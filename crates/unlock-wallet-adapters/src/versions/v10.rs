//! 1.0 contracts: named locks created with a salt, `purchase` with an
//! explicit value and referrer, token-aware withdrawals and pricing.

use alloy::primitives::{keccak256, Address, FixedBytes, U256};
use async_trait::async_trait;

use unlock_wallet_core::{
    ContractCall, ContractVersion, CreateLockParams, GatewayError, LockOperations, LockSnapshot,
    PurchaseKeyParams, RpcSender, TransactionType, UpdateKeyPriceParams, WithdrawParams,
};

use super::reader::{read_lock, LockLayout, SupplyGetter};
use super::{contract_call, max_keys, require_amount, token_or_native};
use crate::abi::{gas, to_base_units, PublicLockV10, UnlockV10};

#[derive(Debug, Clone, Copy, Default)]
pub struct V10;

/// Deterministic salt derived from the creator, name and duration.
pub fn lock_salt(from: Address, name: &str, expiration_duration: u64) -> FixedBytes<12> {
    let mut preimage = Vec::with_capacity(20 + name.len() + 8);
    preimage.extend_from_slice(from.as_slice());
    preimage.extend_from_slice(name.as_bytes());
    preimage.extend_from_slice(&expiration_duration.to_be_bytes());
    FixedBytes::from_slice(&keccak256(&preimage)[..12])
}

#[async_trait]
impl LockOperations for V10 {
    fn version(&self) -> ContractVersion {
        ContractVersion::V10
    }

    fn create_lock(
        &self,
        unlock: Address,
        from: Address,
        params: &CreateLockParams,
    ) -> Result<ContractCall, GatewayError> {
        let call = UnlockV10::createLockCall {
            expirationDuration: U256::from(params.expiration_duration),
            tokenAddress: token_or_native(params.currency_contract_address),
            keyPrice: to_base_units(&params.key_price, params.currency_decimals)?,
            maxNumberOfKeys: max_keys(params.max_number_of_keys),
            lockName: params.name.clone(),
            salt: lock_salt(from, &params.name, params.expiration_duration),
        };
        Ok(contract_call(
            from,
            unlock,
            &call,
            gas::CREATE_LOCK,
            U256::ZERO,
            TransactionType::LockCreation,
        ))
    }

    fn purchase_key(
        &self,
        from: Address,
        params: &PurchaseKeyParams,
    ) -> Result<ContractCall, GatewayError> {
        let price = to_base_units(&params.key_price, params.currency_decimals)?;
        let native = token_or_native(params.currency_contract_address) == Address::ZERO;
        let call = PublicLockV10::purchaseCall {
            value: price,
            recipient: params.owner,
            referrer: params.referrer.unwrap_or(Address::ZERO),
            data: params.data.clone(),
        };
        Ok(contract_call(
            from,
            params.lock,
            &call,
            gas::PURCHASE_KEY,
            if native { price } else { U256::ZERO },
            TransactionType::KeyPurchase,
        ))
    }

    /// Amount zero withdraws the whole balance.
    fn withdraw_from_lock(&self, params: &WithdrawParams) -> Result<ContractCall, GatewayError> {
        let call = PublicLockV10::withdrawCall {
            tokenAddress: token_or_native(params.currency_contract_address),
            amount: U256::ZERO,
        };
        Ok(contract_call(
            params.account,
            params.lock,
            &call,
            gas::WITHDRAW,
            U256::ZERO,
            TransactionType::Withdrawal,
        ))
    }

    fn partial_withdraw_from_lock(
        &self,
        params: &WithdrawParams,
    ) -> Result<ContractCall, GatewayError> {
        let amount = to_base_units(
            require_amount(params.amount.as_ref())?,
            params.currency_decimals,
        )?;
        let call = PublicLockV10::withdrawCall {
            tokenAddress: token_or_native(params.currency_contract_address),
            amount,
        };
        Ok(contract_call(
            params.account,
            params.lock,
            &call,
            gas::PARTIAL_WITHDRAW,
            U256::ZERO,
            TransactionType::Withdrawal,
        ))
    }

    fn update_key_price(
        &self,
        params: &UpdateKeyPriceParams,
    ) -> Result<ContractCall, GatewayError> {
        let call = PublicLockV10::updateKeyPricingCall {
            keyPrice: to_base_units(&params.key_price, params.currency_decimals)?,
            tokenAddress: token_or_native(params.currency_contract_address),
        };
        Ok(contract_call(
            params.account,
            params.lock,
            &call,
            gas::UPDATE_KEY_PRICE,
            U256::ZERO,
            TransactionType::UpdateKeyPrice,
        ))
    }

    async fn get_lock(
        &self,
        rpc: &dyn RpcSender,
        lock: Address,
    ) -> Result<LockSnapshot, GatewayError> {
        let layout = LockLayout {
            supply: SupplyGetter::TotalSupply,
            erc20: true,
            reports_version: true,
        };
        read_lock(rpc, lock, layout).await
    }
}
use alloy::primitives::Address;

use unlock_wallet_core::GatewayError;

pub const DEFAULT_LOCAL_RPC_URL: &str = "http://127.0.0.1:8545";

#[derive(Debug, Clone, Copy, PartialEq, Eq)]
pub enum RuntimeProfile {
    Development,
    Production,
}

impl RuntimeProfile {
    fn parse(raw: &str) -> Self {
        match raw.trim().to_ascii_lowercase().as_str() {
            "production" | "prod" => RuntimeProfile::Production,
            _ => RuntimeProfile::Development,
        }
    }
}

#[derive(Debug, Clone)]
pub struct WalletConfig {
    pub runtime_profile: RuntimeProfile,
    /// Endpoint behind the local-RPC connection sentinel.
    pub provider_url: Option<String>,
    pub unlock_address: Address,
    pub rpc_timeout_ms: u64,
    pub event_capacity: usize,
    pub required_chain_id: Option<u64>,
}

impl Default for WalletConfig {
    fn default() -> Self {
        Self {
            runtime_profile: RuntimeProfile::Development,
            provider_url: None,
            unlock_address: Address::ZERO,
            rpc_timeout_ms: 15_000,
            event_capacity: 256,
            required_chain_id: None,
        }
    }
}

impl WalletConfig {
    pub fn from_env() -> Self {
        let mut cfg = Self::default();
        if let Ok(profile) = std::env::var("UNLOCK_RUNTIME_PROFILE") {
            cfg.runtime_profile = RuntimeProfile::parse(&profile);
        }
        if let Ok(url) = std::env::var("UNLOCK_PROVIDER_URL") {
            if !url.trim().is_empty() {
                cfg.provider_url = Some(url.trim().to_owned());
            }
        }
        if let Some(address) = env_parse::<Address>("UNLOCK_CONTRACT_ADDRESS") {
            cfg.unlock_address = address;
        }
        if let Some(timeout) = env_parse::<u64>("UNLOCK_RPC_TIMEOUT_MS") {
            cfg.rpc_timeout_ms = timeout;
        }
        if let Some(capacity) = env_parse::<usize>("UNLOCK_EVENT_CAPACITY") {
            cfg.event_capacity = capacity;
        }
        cfg.required_chain_id = env_parse::<u64>("UNLOCK_REQUIRE_CHAIN_ID");
        cfg
    }

    pub fn strict_runtime_required(&self) -> bool {
        self.runtime_profile == RuntimeProfile::Production
    }

    pub fn is_development(&self) -> bool {
        self.runtime_profile == RuntimeProfile::Development
    }

    /// URL used for the local-RPC sentinel. Production never falls back to localhost.
    pub fn local_rpc_url(&self) -> Result<String, GatewayError> {
        match &self.provider_url {
            Some(url) => Ok(url.clone()),
            None if self.strict_runtime_required() => Err(GatewayError::Config(
                "UNLOCK_PROVIDER_URL not configured in production runtime profile".to_owned(),
            )),
            None => Ok(DEFAULT_LOCAL_RPC_URL.to_owned()),
        }
    }
}

fn env_parse<T: std::str::FromStr>(key: &str) -> Option<T> {
    let raw = std::env::var(key).ok()?;
    match raw.trim().parse() {
        Ok(v) => Some(v),
        Err(_) => {
            tracing::warn!(key, value = %raw, "ignoring unparsable config value");
            None
        }
    }
}
//! 0.1 contracts drop the purchase payload and report `publicLockVersion`.

use alloy::primitives::{Address, U256};
use async_trait::async_trait;

use unlock_wallet_core::{
    ContractCall, ContractVersion, CreateLockParams, GatewayError, LockOperations, LockSnapshot,
    PurchaseKeyParams, RpcSender, TransactionType, UpdateKeyPriceParams, WithdrawParams,
};

use super::reader::{read_lock, LockLayout, SupplyGetter};
use super::{contract_call, max_keys, require_amount, require_native};
use crate::abi::{gas, to_base_units, PublicLockV01, UnlockV0};

const ETHER_DECIMALS: u8 = 18;

#[derive(Debug, Clone, Copy, Default)]
pub struct V01;

#[async_trait]
impl LockOperations for V01 {
    fn version(&self) -> ContractVersion {
        ContractVersion::V01
    }

    fn create_lock(
        &self,
        unlock: Address,
        from: Address,
        params: &CreateLockParams,
    ) -> Result<ContractCall, GatewayError> {
        require_native(self.version(), params.currency_contract_address)?;
        let call = UnlockV0::createLockCall {
            expirationDuration: U256::from(params.expiration_duration),
            keyPrice: to_base_units(&params.key_price, ETHER_DECIMALS)?,
            maxNumberOfKeys: max_keys(params.max_number_of_keys),
        };
        Ok(contract_call(
            from,
            unlock,
            &call,
            gas::CREATE_LOCK,
            U256::ZERO,
            TransactionType::LockCreation,
        ))
    }

    fn purchase_key(
        &self,
        from: Address,
        params: &PurchaseKeyParams,
    ) -> Result<ContractCall, GatewayError> {
        require_native(self.version(), params.currency_contract_address)?;
        let value = to_base_units(&params.key_price, ETHER_DECIMALS)?;
        if !params.data.is_empty() {
            tracing::debug!(lock = %params.lock, "0.1 locks ignore purchase data");
        }
        let call = PublicLockV01::purchaseForCall {
            recipient: params.owner,
        };
        Ok(contract_call(
            from,
            params.lock,
            &call,
            gas::PURCHASE_KEY,
            value,
            TransactionType::KeyPurchase,
        ))
    }

    fn withdraw_from_lock(&self, params: &WithdrawParams) -> Result<ContractCall, GatewayError> {
        Ok(contract_call(
            params.account,
            params.lock,
            &PublicLockV01::withdrawCall {},
            gas::WITHDRAW,
            U256::ZERO,
            TransactionType::Withdrawal,
        ))
    }

    fn partial_withdraw_from_lock(
        &self,
        params: &WithdrawParams,
    ) -> Result<ContractCall, GatewayError> {
        let amount = to_base_units(require_amount(params.amount.as_ref())?, ETHER_DECIMALS)?;
        Ok(contract_call(
            params.account,
            params.lock,
            &PublicLockV01::partialWithdrawCall { amount },
            gas::PARTIAL_WITHDRAW,
            U256::ZERO,
            TransactionType::Withdrawal,
        ))
    }

    fn update_key_price(
        &self,
        params: &UpdateKeyPriceParams,
    ) -> Result<ContractCall, GatewayError> {
        require_native(self.version(), params.currency_contract_address)?;
        let call = PublicLockV01::updateKeyPriceCall {
            keyPrice: to_base_units(&params.key_price, ETHER_DECIMALS)?,
        };
        Ok(contract_call(
            params.account,
            params.lock,
            &call,
            gas::UPDATE_KEY_PRICE,
            U256::ZERO,
            TransactionType::UpdateKeyPrice,
        ))
    }

    async fn get_lock(
        &self,
        rpc: &dyn RpcSender,
        lock: Address,
    ) -> Result<LockSnapshot, GatewayError> {
        let layout = LockLayout {
            supply: SupplyGetter::OutstandingKeys,
            erc20: false,
            reports_version: true,
        };
        read_lock(rpc, lock, layout).await
    }
}
mod common;

use std::io;
use std::sync::Arc;

use alloy::primitives::{Address, Bytes, U256};
use alloy::sol_types::SolCall;
use serde_json::json;

use common::{account, lock_address, lock_chain, token_address, LockFixture, ScriptedSender};
use unlock_wallet_adapters::abi::{gas, PublicLockV0, PublicLockV10, UnlockV10};
use unlock_wallet_adapters::versions::{detect_version, operations, operations_for_tag, v10};
use unlock_wallet_adapters::VersionRegistry;
use unlock_wallet_core::{
    ContractKind, ContractVersion, CreateLockParams, GatewayError, PurchaseKeyParams,
    TransactionType, TransportError, UpdateKeyPriceParams, WithdrawParams, UNLIMITED_KEYS_COUNT,
};

fn create_params(currency: Option<Address>) -> CreateLockParams {
    CreateLockParams {
        expiration_duration: 2_592_000,
        key_price: "0.01".to_owned(),
        max_number_of_keys: None,
        currency_contract_address: currency,
        currency_decimals: 18,
        name: "Members".to_owned(),
    }
}

#[test]
fn every_version_exposes_every_operation() {
    let unlock = Address::repeat_byte(0x55);
    for version in ContractVersion::ALL {
        let ops = operations(version);
        assert_eq!(ops.version(), version);

        let created = ops
            .create_lock(unlock, account(), &create_params(None))
            .expect("create lock");
        assert_eq!(created.kind, TransactionType::LockCreation);
        assert_eq!(created.to, unlock);
        assert_eq!(created.gas, gas::CREATE_LOCK);

        let purchase = ops
            .purchase_key(account(), &PurchaseKeyParams::new(lock_address(), account(), "0.01"))
            .expect("purchase");
        assert_eq!(purchase.kind, TransactionType::KeyPurchase);
        assert_eq!(purchase.value, U256::from(10_000_000_000_000_000u64));

        let withdraw = ops
            .withdraw_from_lock(&WithdrawParams::full(lock_address(), account()))
            .expect("withdraw");
        assert_eq!(withdraw.kind, TransactionType::Withdrawal);
        assert_eq!(withdraw.from, account());

        let partial = ops
            .partial_withdraw_from_lock(&WithdrawParams::partial(lock_address(), account(), "0.5"))
            .expect("partial withdraw");
        assert_eq!(partial.gas, gas::PARTIAL_WITHDRAW);

        let update = ops
            .update_key_price(&UpdateKeyPriceParams {
                lock: lock_address(),
                account: account(),
                key_price: "0.02".to_owned(),
                currency_contract_address: None,
                currency_decimals: 18,
            })
            .expect("update key price");
        assert_eq!(update.kind, TransactionType::UpdateKeyPrice);

        for call in [&created, &purchase, &withdraw, &partial, &update] {
            assert!(call.data.len() >= 4, "{version} produced empty call data");
        }
    }
}

#[test]
fn unknown_version_tags_are_unsupported() {
    assert!(operations_for_tag("V02").is_ok());
    match operations_for_tag("v7") {
        Err(GatewayError::UnsupportedVersion(tag)) => assert_eq!(tag, "v7"),
        Err(other) => panic!("unexpected error: {other:?}"),
        Ok(_) => panic!("v7 should not resolve"),
    }
}

#[test]
fn v0_purchase_encodes_recipient_and_data() {
    let mut params = PurchaseKeyParams::new(lock_address(), account(), "0.01");
    params.data = Bytes::from_static(b"hi");

    let call = operations(ContractVersion::V0)
        .purchase_key(account(), &params)
        .expect("purchase");
    let expected = PublicLockV0::purchaseForCall {
        recipient: account(),
        data: Bytes::from_static(b"hi"),
    };
    assert_eq!(call.data, Bytes::from(expected.abi_encode()));
    assert_eq!(call.to, lock_address());
    assert_eq!(call.gas, gas::PURCHASE_KEY);
}

#[test]
fn ether_only_versions_reject_token_currencies() {
    for version in [ContractVersion::V0, ContractVersion::V01] {
        let err = operations(version)
            .create_lock(Address::ZERO, account(), &create_params(Some(token_address())))
            .expect_err("erc20 lock");
        assert!(matches!(err, GatewayError::Validation(_)));
    }
    assert!(operations(ContractVersion::V02)
        .create_lock(Address::ZERO, account(), &create_params(Some(token_address())))
        .is_ok());
}

#[test]
fn v10_token_purchase_sends_no_ether() {
    let mut params = PurchaseKeyParams::new(lock_address(), account(), "1.5");
    params.currency_contract_address = Some(token_address());
    params.currency_decimals = 6;
    params.referrer = Some(Address::repeat_byte(0x77));

    let call = operations(ContractVersion::V10)
        .purchase_key(account(), &params)
        .expect("purchase");
    assert_eq!(call.value, U256::ZERO);

    let decoded = PublicLockV10::purchaseCall::abi_decode(&call.data, true).expect("decode");
    assert_eq!(decoded.value, U256::from(1_500_000u64));
    assert_eq!(decoded.recipient, account());
    assert_eq!(decoded.referrer, Address::repeat_byte(0x77));
}

#[test]
fn v10_lock_creation_carries_name_and_salt() {
    let call = operations(ContractVersion::V10)
        .create_lock(Address::repeat_byte(0x55), account(), &create_params(None))
        .expect("create");
    let decoded = UnlockV10::createLockCall::abi_decode(&call.data, true).expect("decode");
    assert_eq!(decoded.lockName, "Members");
    assert_eq!(decoded.maxNumberOfKeys, U256::MAX);
    assert_eq!(decoded.tokenAddress, Address::ZERO);
    assert_eq!(decoded.salt, v10::lock_salt(account(), "Members", 2_592_000));
    assert_ne!(
        v10::lock_salt(account(), "Members", 2_592_000),
        v10::lock_salt(account(), "Members", 86_400)
    );
}

#[test]
fn partial_withdrawal_requires_an_amount() {
    for version in ContractVersion::ALL {
        let err = operations(version)
            .partial_withdraw_from_lock(&WithdrawParams::full(lock_address(), account()))
            .expect_err("no amount");
        assert!(matches!(err, GatewayError::Validation(_)));
    }
}

#[tokio::test]
async fn version_probe_maps_contract_numbers() {
    let legacy = lock_chain(LockFixture::default());
    assert_eq!(
        detect_version(&legacy, ContractKind::PublicLock, lock_address())
            .await
            .expect("legacy"),
        ContractVersion::V0
    );

    let current = lock_chain(LockFixture {
        version_number: Some(3),
        ..LockFixture::default()
    });
    assert_eq!(
        detect_version(&current, ContractKind::Unlock, lock_address())
            .await
            .expect("current"),
        ContractVersion::V10
    );

    let future = lock_chain(LockFixture {
        version_number: Some(9),
        ..LockFixture::default()
    });
    assert!(matches!(
        detect_version(&future, ContractKind::PublicLock, lock_address()).await,
        Err(GatewayError::UnsupportedVersion(_))
    ));
}

#[tokio::test]
async fn missing_contract_is_a_validation_error() {
    let empty = ScriptedSender::new(|method, _| {
        assert_eq!(method, "eth_getCode");
        Ok(json!("0x"))
    });
    let err = detect_version(&empty, ContractKind::Unlock, lock_address())
        .await
        .expect_err("no code");
    assert!(matches!(err, GatewayError::Validation(_)));
}

#[tokio::test]
async fn probe_network_failures_propagate() {
    let original: Arc<dyn std::error::Error + Send + Sync> =
        Arc::new(io::Error::new(io::ErrorKind::TimedOut, "node timed out"));
    let shared = Arc::clone(&original);
    let flaky = ScriptedSender::new(move |method, _| match method {
        "eth_getCode" => Ok(json!("0x6080")),
        _ => Err(TransportError::Network(Arc::clone(&shared)).into()),
    });

    match detect_version(&flaky, ContractKind::PublicLock, lock_address()).await {
        Err(GatewayError::Transport(TransportError::Network(err))) => {
            assert!(Arc::ptr_eq(&err, &original))
        }
        other => panic!("unexpected outcome: {other:?}"),
    }
}

#[tokio::test]
async fn registry_caches_until_cleared() {
    let node = lock_chain(LockFixture {
        version_number: Some(2),
        ..LockFixture::default()
    });
    let registry = VersionRegistry::new();

    for _ in 0..3 {
        let version = registry
            .resolve(&node, ContractKind::PublicLock, lock_address())
            .await
            .expect("resolve");
        assert_eq!(version, ContractVersion::V02);
    }
    assert_eq!(node.count("eth_getCode"), 1);
    assert_eq!(
        registry.cached(ContractKind::PublicLock, lock_address()),
        Some(ContractVersion::V02)
    );
    assert_eq!(registry.cached(ContractKind::Unlock, lock_address()), None);

    registry.clear();
    let ops = registry
        .operations_for(&node, ContractKind::PublicLock, lock_address())
        .await
        .expect("operations");
    assert_eq!(ops.version(), ContractVersion::V02);
    assert_eq!(node.count("eth_getCode"), 2);
}

#[tokio::test]
async fn v0_snapshot_uses_native_balance_and_unlimited_keys() {
    let node = lock_chain(LockFixture::default());
    let snapshot = operations(ContractVersion::V0)
        .get_lock(&node, lock_address())
        .await
        .expect("snapshot");

    assert_eq!(snapshot.key_price, "0.01");
    assert_eq!(snapshot.balance, "0.03");
    assert_eq!(snapshot.expiration_duration, 2_592_000);
    assert_eq!(snapshot.max_number_of_keys, UNLIMITED_KEYS_COUNT);
    assert_eq!(snapshot.outstanding_keys, 3);
    assert_eq!(snapshot.owner, account());
    assert_eq!(snapshot.currency_contract_address, None);
    assert_eq!(snapshot.public_lock_version, None);
    assert_eq!(snapshot.as_of, 16);
    assert_eq!(node.count("eth_getBalance"), 1);
}

#[tokio::test]
async fn v10_snapshot_reads_token_balance_and_total_supply() {
    let node = lock_chain(LockFixture {
        version_number: Some(3),
        key_price: U256::from(1_500_000u64),
        max_keys: U256::from(100u64),
        token: token_address(),
        token_decimals: 6,
        balance: U256::from(4_500_000u64),
        ..LockFixture::default()
    });
    let snapshot = operations(ContractVersion::V10)
        .get_lock(&node, lock_address())
        .await
        .expect("snapshot");

    assert_eq!(snapshot.key_price, "1.5");
    assert_eq!(snapshot.balance, "4.5");
    assert_eq!(snapshot.max_number_of_keys, 100);
    assert_eq!(snapshot.outstanding_keys, 5);
    assert_eq!(snapshot.currency_contract_address, Some(token_address()));
    assert_eq!(snapshot.public_lock_version, Some(3));
    assert_eq!(node.count("eth_getBalance"), 0);
}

#### THE PROBLEM:
If a line in the records has the word "future", copy that line.

#### ANSWER SPACE:
    let future = lock_chain(LockFixture {
        detect_version(&future, ContractKind::PublicLock, lock_address()).await,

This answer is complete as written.